In-office biopsy (IOB) using local anaesthetic for laryngopharyngeal tumours has become an increasingly popular approach since the advent of distal chip endoscopes. Although a wide range of studies advocate use in clinical practice, the widespread application of the procedure is hampered by concerns regarding diagnostic accuracy.

Methods

A systematic review following the PRISMA guidelines was conducted to assess the diagnostic accuracy of IOBs performed via flexible endoscopy. In addition, an analysis of potentially modifiable factors that may affect diagnostic accuracy was performed.

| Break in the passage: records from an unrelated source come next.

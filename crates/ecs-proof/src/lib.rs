//! # ecs-proof — Input Proof Verification
//!
//! Encrypted inputs arrive as `(handle, proof)` pairs produced off-chain.
//! Before the engine touches a handle, the proof verifier checks that the
//! proof binds exactly this handle to exactly this submitter, contract
//! instance and chain.
//!
//! ## Architecture
//!
//! - **Traits** (`traits.rs`): `InputVerifier` is the seam the contract
//!   depends on; `InputBinding` is the `(submitter, contract, chain)` triple.
//!
//! - **Proof** (`proof.rs`): `InputProof` attests a batch of input handles,
//!   each paired with its ciphertext digest, with one or more attester
//!   signatures over a canonical transcript. `InputCiphertext::derive` ties
//!   a handle to its ciphertext, batch index and binding.
//!
//! - **Verifier** (`verifier.rs`): `SignerSetVerifier` accepts a proof when
//!   at least `threshold` distinct trusted attesters signed it.
//!
//! - **Attester** (`attester.rs`): the signing side, used by the client-side
//!   input builder and by tests.

pub mod attester;
pub mod proof;
pub mod traits;
pub mod verifier;

pub use attester::InputAttester;
pub use proof::{Attestation, InputCiphertext, InputProof, MAX_BATCH};
pub use traits::{InputBinding, InputVerifier, VerifiedInput, VerifyError};
pub use verifier::{SignerSetError, SignerSetVerifier};
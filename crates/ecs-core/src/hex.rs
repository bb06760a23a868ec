//! Lowercase hex helpers shared by handles, addresses, keys and signatures.

use crate::error::CoreError;

/// Render bytes as lowercase hex without a prefix.
pub fn encode(bytes: &[u8]) -> String {
    bytes.iter().map(|b| format!("{b:02x}")).collect()
}

/// Decode a hex string, accepting an optional `0x` prefix.
pub fn decode(hex: &str) -> Result<Vec<u8>, CoreError> {
    let hex = hex.trim();
    let hex = hex.strip_prefix("0x").unwrap_or(hex);
    if hex.len() % 2 != 0 {
        return Err(CoreError::InvalidHex(
            "hex string must have even length".to_string(),
        ));
    }
    (0..hex.len())
        .step_by(2)
        .map(|i| {
            hex.get(i..i + 2)
                .and_then(|pair| u8::from_str_radix(pair, 16).ok())
                .ok_or_else(|| CoreError::InvalidHex(format!("invalid hex at position {i}")))
        })
        .collect()
}

/// Decode a hex string into a fixed-size array.
pub fn decode_array<const N: usize>(hex: &str) -> Result<[u8; N], CoreError> {
    let bytes = decode(hex)?;
    bytes.try_into().map_err(|v: Vec<u8>| {
        CoreError::InvalidHex(format!("expected {N} bytes, got {}", v.len()))
    })
}

/// First four bytes as hex, for log lines and `Debug` output.
pub fn prefix(bytes: &[u8]) -> String {
    bytes.iter().take(4).map(|b| format!("{b:02x}")).collect()
}
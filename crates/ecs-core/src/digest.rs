//! # SHA-256 Digests
//!
//! `Sha256Accumulator` hashes a sequence of raw segments. Every input is a
//! domain-separated concatenation of fixed-width fields: computed-handle
//! derivation in the arithmetic backend, input-handle derivation from a
//! ciphertext digest and its binding, address derivation.

use serde::{Deserialize, Serialize};
use sha2::{Digest, Sha256};

/// A 32-byte SHA-256 digest.
#[derive(Debug, Clone, Copy, PartialEq, Eq, Hash, Serialize, Deserialize)]
pub struct ContentDigest(pub [u8; 32]);

impl ContentDigest {
    /// Render the digest as a lowercase hex string.
    pub fn to_hex(&self) -> String {
        crate::hex::encode(&self.0)
    }

    /// Raw digest bytes.
    pub fn as_bytes(&self) -> &[u8; 32] {
        &self.0
    }
}

impl std::fmt::Display for ContentDigest {
    fn fmt(&self, f: &mut std::fmt::Formatter<'_>) -> std::fmt::Result {
        write!(f, "sha256:{}", self.to_hex())
    }
}

/// Incremental SHA-256 over raw segments.
///
/// Callers are responsible for domain separation: every caller starts with
/// a distinct tag and writes fixed-width fields only.
#[derive(Debug, Clone, Default)]
pub struct Sha256Accumulator {
    hasher: Sha256,
}

impl Sha256Accumulator {
    /// Start a new accumulator.
    pub fn new() -> Self {
        Self {
            hasher: Sha256::new(),
        }
    }

    /// Append a segment.
    pub fn update(&mut self, data: &[u8]) -> &mut Self {
        self.hasher.update(data);
        self
    }

    /// Finish and return the digest.
    pub fn finalize(self) -> ContentDigest {
        let hash = self.hasher.finalize();
        let mut bytes = [0u8; 32];
        bytes.copy_from_slice(&hash);
        ContentDigest(bytes)
    }
}
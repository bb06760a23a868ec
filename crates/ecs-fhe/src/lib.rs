//! # ecs-fhe — Confidential Arithmetic
//!
//! The contract computes over ciphertext handles only. Operator
//! implementations live behind [`ConfidentialBackend`], a deliberately
//! narrow trait covering exactly the operations the scoring pipeline uses.
//!
//! ## Components
//!
//! - **Backend** (`backend.rs`): the operator trait, plus the
//!   [`InputEncryptor`] and [`Decryptor`] capabilities used by clients and
//!   the decryption relay. The contract never holds a `Decryptor`.
//!
//! - **Mock** (`mock.rs`): a transparent in-memory coprocessor. Handles
//!   are derived deterministically; values are stored in the clear.
//!
//! - **Engine** (`engine.rs`): wraps a backend and an ACL transaction.
//!   Refuses operands the contract is not allowed to use and registers a
//!   transient grant on every result before returning it.
//!
//! ## Security Notice
//!
//! `MockBackend` provides NO confidentiality. It exists for local
//! simulation and tests.

pub mod backend;
pub mod engine;
pub mod mock;

pub use backend::{BackendError, ConfidentialBackend, Decryptor, InputEncryptor, Plaintext};
pub use engine::{ArithmeticEngine, EngineError};
pub use mock::{MockBackend, MockStore};
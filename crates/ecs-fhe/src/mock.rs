//! # Mock Coprocessor
//!
//! A deterministic, transparent backend. Plaintexts are kept in an
//! in-memory map keyed by handle.
//!
//! - Computed handles are SHA-256 over the operator tag and its operands,
//!   so the same operation over the same operands always yields the same
//!   handle.
//! - Input ciphertext digests are SHA-256 over the value and a per-store
//!   counter, so two encryptions of the same value differ. The handle is
//!   then derived from the digest and the binding with
//!   `InputCiphertext::derive`, exactly as a verifier recomputes it.
//!
//! Clones share one store. `snapshot`/`from_store` move the store in and
//! out of a serializable form for persistence.
//!
//! ## Security Notice
//!
//! Provides NO confidentiality. Anyone holding the store reads every value.

use std::collections::BTreeMap;
use std::sync::Arc;

use ecs_core::{ChainId, CiphertextHandle, FheType, Sha256Accumulator, COMPUTED_INDEX};
use ecs_proof::{InputBinding, InputCiphertext};
use parking_lot::RwLock;
use serde::{Deserialize, Serialize};

use crate::backend::{BackendError, ConfidentialBackend, Decryptor, InputEncryptor, Plaintext};

/// Serializable contents of a mock coprocessor.
#[derive(Debug, Clone, Default, PartialEq, Eq, Serialize, Deserialize)]
pub struct MockStore {
    values: BTreeMap<CiphertextHandle, Plaintext>,
    inputs: u64,
}

impl MockStore {
    /// Number of stored ciphertexts.
    pub fn len(&self) -> usize {
        self.values.len()
    }

    /// Whether the store is empty.
    pub fn is_empty(&self) -> bool {
        self.values.is_empty()
    }
}

/// In-memory transparent backend.
#[derive(Debug, Clone)]
pub struct MockBackend {
    chain_id: ChainId,
    store: Arc<RwLock<MockStore>>,
}

impl MockBackend {
    /// Empty backend minting handles for `chain_id`.
    pub fn new(chain_id: ChainId) -> Self {
        Self::from_store(chain_id, MockStore::default())
    }

    /// Backend resumed from a snapshot.
    pub fn from_store(chain_id: ChainId, store: MockStore) -> Self {
        Self {
            chain_id,
            store: Arc::new(RwLock::new(store)),
        }
    }

    /// Copy of the current store.
    pub fn snapshot(&self) -> MockStore {
        self.store.read().clone()
    }

    /// The chain computed handles are minted under.
    pub fn chain_id(&self) -> ChainId {
        self.chain_id
    }

    fn computed(&self, op: &str, parts: &[&[u8]], fhe_type: FheType) -> CiphertextHandle {
        let mut acc = Sha256Accumulator::new();
        acc.update(b"ecs.mock.op:").update(op.as_bytes());
        for part in parts {
            acc.update(part);
        }
        CiphertextHandle::compose(&acc.finalize(), COMPUTED_INDEX, self.chain_id, fhe_type)
    }

    fn put(&self, handle: CiphertextHandle, value: Plaintext) -> CiphertextHandle {
        self.store.write().values.insert(handle, value);
        handle
    }

    fn get(&self, handle: &CiphertextHandle) -> Result<Plaintext, BackendError> {
        self.store
            .read()
            .values
            .get(handle)
            .copied()
            .ok_or_else(|| BackendError::UnknownHandle(handle.short()))
    }

    fn get_u32(&self, handle: &CiphertextHandle) -> Result<u32, BackendError> {
        match self.get(handle)? {
            Plaintext::Uint32(v) => Ok(v),
            other => Err(BackendError::TypeMismatch {
                expected: FheType::Uint32,
                found: other.fhe_type(),
            }),
        }
    }

    fn binary<F>(
        &self,
        op: &str,
        a: &CiphertextHandle,
        b: &CiphertextHandle,
        f: F,
    ) -> Result<CiphertextHandle, BackendError>
    where
        F: FnOnce(u32, u32) -> Plaintext,
    {
        let value = f(self.get_u32(a)?, self.get_u32(b)?);
        let handle = self.computed(op, &[a.as_bytes(), b.as_bytes()], value.fhe_type());
        Ok(self.put(handle, value))
    }
}

impl ConfidentialBackend for MockBackend {
    fn trivial_encrypt(&self, value: Plaintext) -> Result<CiphertextHandle, BackendError> {
        let handle = self.computed(
            "trivial",
            &[&[value.fhe_type().tag()], &value.as_u64().to_be_bytes()],
            value.fhe_type(),
        );
        Ok(self.put(handle, value))
    }

    fn add(
        &self,
        a: &CiphertextHandle,
        b: &CiphertextHandle,
    ) -> Result<CiphertextHandle, BackendError> {
        self.binary("add", a, b, |x, y| Plaintext::Uint32(x.saturating_add(y)))
    }

    fn sub(
        &self,
        a: &CiphertextHandle,
        b: &CiphertextHandle,
    ) -> Result<CiphertextHandle, BackendError> {
        self.binary("sub", a, b, |x, y| Plaintext::Uint32(x.saturating_sub(y)))
    }

    fn scale(
        &self,
        a: &CiphertextHandle,
        numerator: u32,
        denominator: u32,
    ) -> Result<CiphertextHandle, BackendError> {
        if denominator == 0 {
            return Err(BackendError::DivisionByZero);
        }
        let x = self.get_u32(a)?;
        let wide = u64::from(x) * u64::from(numerator) / u64::from(denominator);
        let value = Plaintext::Uint32(u32::try_from(wide).unwrap_or(u32::MAX));
        let handle = self.computed(
            "scale",
            &[a.as_bytes(), &numerator.to_be_bytes(), &denominator.to_be_bytes()],
            FheType::Uint32,
        );
        Ok(self.put(handle, value))
    }

    fn min(&self, a: &CiphertextHandle, cap: u32) -> Result<CiphertextHandle, BackendError> {
        let value = Plaintext::Uint32(self.get_u32(a)?.min(cap));
        let handle = self.computed("min", &[a.as_bytes(), &cap.to_be_bytes()], FheType::Uint32);
        Ok(self.put(handle, value))
    }

    fn ge(
        &self,
        a: &CiphertextHandle,
        b: &CiphertextHandle,
    ) -> Result<CiphertextHandle, BackendError> {
        self.binary("ge", a, b, |x, y| Plaintext::Bool(x >= y))
    }
}

impl InputEncryptor for MockBackend {
    fn encrypt_input(
        &self,
        value: Plaintext,
        index: u8,
        binding: &InputBinding,
    ) -> Result<InputCiphertext, BackendError> {
        let mut store = self.store.write();
        store.inputs += 1;
        let mut acc = Sha256Accumulator::new();
        acc.update(b"ecs.mock.ciphertext:")
            .update(&[value.fhe_type().tag()])
            .update(&value.as_u64().to_be_bytes())
            .update(&store.inputs.to_be_bytes());
        let input = InputCiphertext::derive(acc.finalize(), index, value.fhe_type(), binding);
        store.values.insert(input.handle, value);
        Ok(input)
    }
}

impl Decryptor for MockBackend {
    fn decrypt(&self, handle: &CiphertextHandle) -> Result<Plaintext, BackendError> {
        self.get(handle)
    }
}

#[cfg(test)]
mod tests {
    use super::*;
    use ecs_core::Address;
    use proptest::prelude::*;

    fn backend() -> MockBackend {
        MockBackend::new(ChainId::LOCAL)
    }

    fn constant(b: &MockBackend, v: u32) -> CiphertextHandle {
        b.trivial_encrypt(Plaintext::Uint32(v)).unwrap()
    }

    #[test]
    fn test_add_saturates() {
        let b = backend();
        let h = b.add(&constant(&b, u32::MAX), &constant(&b, 5)).unwrap();
        assert_eq!(b.decrypt(&h).unwrap(), Plaintext::Uint32(u32::MAX));
    }

    #[test]
    fn test_sub_saturates_at_zero() {
        let b = backend();
        let h = b.sub(&constant(&b, 10), &constant(&b, 130)).unwrap();
        assert_eq!(b.decrypt(&h).unwrap(), Plaintext::Uint32(0));
    }

    #[test]
    fn test_scale_truncates() {
        let b = backend();
        let h = b.scale(&constant(&b, 72), 5, 10).unwrap();
        assert_eq!(b.decrypt(&h).unwrap(), Plaintext::Uint32(36));
        let h = b.scale(&constant(&b, 29), 1, 10).unwrap();
        assert_eq!(b.decrypt(&h).unwrap(), Plaintext::Uint32(2));
    }

    #[test]
    fn test_scale_by_zero_rejected() {
        let b = backend();
        assert_eq!(
            b.scale(&constant(&b, 1), 1, 0).unwrap_err(),
            BackendError::DivisionByZero
        );
    }

    #[test]
    fn test_ge_yields_bool() {
        let b = backend();
        let h = b.ge(&constant(&b, 80), &constant(&b, 50)).unwrap();
        assert_eq!(h.fhe_type(), Some(FheType::Bool));
        assert_eq!(b.decrypt(&h).unwrap(), Plaintext::Bool(true));
    }

    #[test]
    fn test_bool_operand_rejected() {
        let b = backend();
        let flag = b.trivial_encrypt(Plaintext::Bool(true)).unwrap();
        let err = b.add(&flag, &constant(&b, 1)).unwrap_err();
        assert!(matches!(err, BackendError::TypeMismatch { .. }));
    }

    #[test]
    fn test_unknown_handle_rejected() {
        let b = backend();
        let other = backend();
        let h = constant(&other, 3);
        assert!(matches!(
            b.min(&h, 1).unwrap_err(),
            BackendError::UnknownHandle(_)
        ));
    }

    #[test]
    fn test_computed_handles_are_deterministic() {
        let b = backend();
        let x = constant(&b, 7);
        let y = constant(&b, 9);
        assert_eq!(b.add(&x, &y).unwrap(), b.add(&x, &y).unwrap());
        assert_ne!(b.add(&x, &y).unwrap(), b.add(&y, &x).unwrap());
        assert!(b.add(&x, &y).unwrap().is_computed());
    }

    #[test]
    fn test_inputs_carry_index_and_differ() {
        let b = backend();
        let binding = InputBinding {
            user: Address::from_label("alice"),
            contract: Address::from_label("score"),
            chain_id: ChainId::LOCAL,
        };
        let first = b.encrypt_input(Plaintext::Uint32(30), 1, &binding).unwrap();
        let second = b.encrypt_input(Plaintext::Uint32(30), 1, &binding).unwrap();
        assert_ne!(first.handle, second.handle);
        assert_eq!(first.handle.index(), 1);
        assert!(!first.handle.is_computed());
        assert!(first.is_bound_to(1, &binding));
        assert_eq!(b.decrypt(&first.handle).unwrap(), Plaintext::Uint32(30));
    }

    #[test]
    fn test_snapshot_restores_values() {
        let b = backend();
        let h = constant(&b, 42);
        let json = serde_json::to_string(&b.snapshot()).unwrap();
        let store: MockStore = serde_json::from_str(&json).unwrap();
        let resumed = MockBackend::from_store(ChainId::LOCAL, store);
        assert_eq!(resumed.decrypt(&h).unwrap(), Plaintext::Uint32(42));
    }

    #[test]
    fn test_clones_share_store() {
        let b = backend();
        let c = b.clone();
        let h = constant(&c, 11);
        assert_eq!(b.decrypt(&h).unwrap(), Plaintext::Uint32(11));
    }

    proptest! {
        #[test]
        fn prop_scale_matches_wide_division(x in any::<u32>(), n in 0u32..1000, d in 1u32..1000) {
            let b = backend();
            let h = b.scale(&constant(&b, x), n, d).unwrap();
            let expected = (u64::from(x) * u64::from(n) / u64::from(d)).min(u64::from(u32::MAX));
            prop_assert_eq!(b.decrypt(&h).unwrap().as_u64(), expected);
        }
    }
}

PubMed, EMBASE, The Cochrane Library, Web of Science, CINAHL were used in the literature database search.

Results

875 studies were identified, 16 of which were included into the systematic review. 1572 successful biopsies were performed using flexible endoscopy. 1283 cases were accurately diagnosed in the outpatient setting (81.6%). 289 samples did not provide an accurate diagnosis (18.4%). The median sensitivity of IOBs was 73%, the specificity was 96.7%. Analysis of variable factors did not show any significant differences in method of approach, size of equipment (forceps), additional lighting system or learning curve.

Conclusion

IOBs are a viable tool for diagnostic workup of laryngopharyngeal tumours. Clinicians should be wary of reported limitations of IOBs when benign or pre-malignant diagnoses are made. In cases suspicious of malignancy, confirmatory investigation should be conducted.